On Gaza
In August, the Guardian published a piece which revealed that, according to the Israeli military’s own data, the overall death toll had reached 53,000 with 83 percent of those being civilians. Just over a week ago, PBS reported that the Palestinian death toll had surpassed 64,000. The rates of civilian casualties in recent wars in Iraq and Afghanistan were 68 percent and 26 percent, respectively. Indeed, even in wartime, the civilian casualties in Gaza are a unique tragedy.

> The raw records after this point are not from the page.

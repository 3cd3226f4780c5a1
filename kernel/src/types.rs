// Copyright (c) 2026 Anillo OS Developers.
//
// Licensed under the Apache License, Version 2.0 (the "License");
// you may not use this file except in compliance with the License.
// You may obtain a copy of the License at
//
//       http://www.apache.org/licenses/LICENSE-2.0
//
// Unless required by applicable law or agreed to in writing, software
// distributed under the License is distributed on an "AS IS" BASIS,
// WITHOUT WARRANTIES OR CONDITIONS OF ANY KIND, either express or implied.
// See the License for the specific language governing permissions and
// limitations under the License.

pub use anillo_infra::{
    ilist::Link,
    intrusive::Adapter as IntrusiveAdapter,
    link_adapter,
    shared::{
        Shared as Arc, SharedInner as ArcInner, SharedList as ArcList,
        SharedListIter as ArcListIterator,
    },
};

#[cfg(target_pointer_width = "32")]
mod inner {
    pub type Uint = u32;
    pub type AtomicUint = core::sync::atomic::AtomicU32;
}

#[cfg(target_pointer_width = "64")]
mod inner {
    pub type Uint = usize;
    pub type AtomicUint = core::sync::atomic::AtomicUsize;
}

pub use inner::*;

As Israel continues to perpetuate a genocide against the Palestinian people, we must remember that the Israeli state itself has waged war on the Palestinians for more than a century. Beginning with the Balfour Declaration of 1917 which declared a Jewish homeland in Palestine without mentioning the indigenous population and reaching its brutal climax in the 1948 Nakba, the systematic expulsion and assassination of Palestinians has been a constant force throughout the twentieth century. I would invite readers to consider Rahshid Khalidi’s The Hundred Year’s War On Palestine for an in-depth look at the six major declarations of war asserted against Palestine from 1917 until 2017.

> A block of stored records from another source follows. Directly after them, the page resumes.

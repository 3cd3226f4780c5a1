// Copyright (c) 2026 Anillo OS Developers.
//
// Licensed under the Apache License, Version 2.0 (the "License");
// you may not use this file except in compliance with the License.
// You may obtain a copy of the License at
//
//       http://www.apache.org/licenses/LICENSE-2.0
//
// Unless required by applicable law or agreed to in writing, software
// distributed under the License is distributed on an "AS IS" BASIS,
// WITHOUT WARRANTIES OR CONDITIONS OF ANY KIND, either express or implied.
// See the License for the specific language governing permissions and
// limitations under the License.

extern crate alloc;
use super::{
    AlignedStackStorage, Entry, Stack, Thread, ThreadFlags, ThreadKind, ThreadNode,
};
use crate::{
    config::SYSTEM_THREAD_STACK_SIZE,
    error::Result,
    scheduler,
    types::{ArcInner, Uint},
};
use alloc::boxed::Box;
use core::cell::UnsafeCell;

/// Spawns a thread running `f` and makes it runnable right away.
pub fn spawn<F>(f: F) -> Result<ThreadNode>
where
    F: FnOnce() + Send + 'static,
{
    Builder::new(Entry::Closure(Box::new(f))).start()
}

pub struct Builder {
    stack: Option<Stack>,
    entry: Entry,
    kind: ThreadKind,
    flags: ThreadFlags,
    cpu: Option<usize>,
}

impl Builder {
    pub fn new(entry: Entry) -> Self {
        Self {
            stack: None,
            entry,
            kind: ThreadKind::Normal,
            flags: ThreadFlags::empty(),
            cpu: None,
        }
    }

    #[inline]
    pub fn set_stack(mut self, stack: Stack) -> Self {
        self.stack = Some(stack);
        self
    }

    #[inline]
    pub fn set_kind(mut self, kind: ThreadKind) -> Self {
        self.kind = kind;
        self
    }

    #[inline]
    pub fn set_flags(mut self, flags: ThreadFlags) -> Self {
        self.flags = flags;
        self
    }

    /// Pins the first dispatch to a CPU; otherwise placement is
    /// round-robin over active CPUs.
    #[inline]
    pub fn set_cpu(mut self, cpu: usize) -> Self {
        self.cpu = Some(cpu);
        self
    }

    /// Creates the thread suspended: registered, parked on the shared
    /// suspended queue, waiting for a resume.
    pub fn build(self) -> ThreadNode {
        let t = ThreadNode::new(Thread::const_new(self.kind));
        let mut flags = self.flags;
        let stack = self.stack.unwrap_or_else(|| {
            flags |= ThreadFlags::DEALLOCATE_STACK_ON_EXIT;
            Stack::Boxed(unsafe { Box::<AlignedStackStorage>::new_uninit().assume_init() })
        });
        t.set_flags(flags);
        {
            let mut w = t.lock();
            w.init(stack, self.entry);
        }
        scheduler::register_thread(t.clone());
        scheduler::enqueue_suspended(&t);
        t
    }

    /// Builds and immediately resumes.
    pub fn start(self) -> Result<ThreadNode> {
        let cpu = self.cpu;
        let t = self.build();
        scheduler::resume_thread(&t, cpu)?;
        Ok(t)
    }
}

#[repr(align(16))]
pub(crate) struct SystemThreadStack(UnsafeCell<[u8; SYSTEM_THREAD_STACK_SIZE]>);

// Only the owning thread runs on this stack.
unsafe impl Sync for SystemThreadStack {}

/// Backing storage for threads that must exist before the allocator
/// does (idle threads): control block plus stack, all static.
pub(crate) struct SystemThreadStorage {
    arc: ArcInner<Thread>,
    stack: SystemThreadStack,
}

impl SystemThreadStorage {
    pub(crate) const fn new(kind: ThreadKind) -> Self {
        Self {
            arc: ArcInner::new(Thread::const_new(kind)),
            stack: SystemThreadStack(UnsafeCell::new([0u8; SYSTEM_THREAD_STACK_SIZE])),
        }
    }
}

/// Wires up a thread over static storage. Must be called at most once
/// per storage block.
pub(crate) fn build_static_thread(
    s: &'static SystemThreadStorage,
    init_state: Uint,
    entry: Entry,
) -> ThreadNode {
    let t = unsafe { ThreadNode::from_static(&s.arc) };
    {
        let mut w = t.lock();
        w.init(
            Stack::Raw {
                base: s.stack.0.get() as usize,
                size: SYSTEM_THREAD_STACK_SIZE,
            },
            entry,
        );
    }
    unsafe { t.set_state(init_state) };
    scheduler::register_thread(t.clone());
    t
}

Since 2017, the violence has only escalated as settler-colonialism has proliferated in the West Bank while Gaza has remained an open-air prison. As Walter Benjamin writes in his Towards A Critique Of Violence: “For the function of violence in law-making is twofold, in the sense that law-making pursues, as its end, with violence as the means, what is to be established as law, but at the moment of instatement does not dismiss violence; rather, at this very moment of law-making, it specifically establishes as law not an end unalloyed by violence but one necessarily and intimately bound to it, under the title of power.” Indeed, this perpetual infliction of violence against the Palestinians, whether it be in reinforcing the gains made after the Six Day War or in reinforcing the legitimacy of recent settlements, proves Benjamin’s point that nations can only be forged through the use of violence.
The Israeli regime is, indeed, a regime founded upon the exercise of violence against the Palestinians. The only possible recourse for this harrowing dilemma is a fully operational and sovereign Palestinian state. Though a two-state solution has often been scoffed at as idealistic and irrational, it is the only path forward for peace if these two nations wish to survive.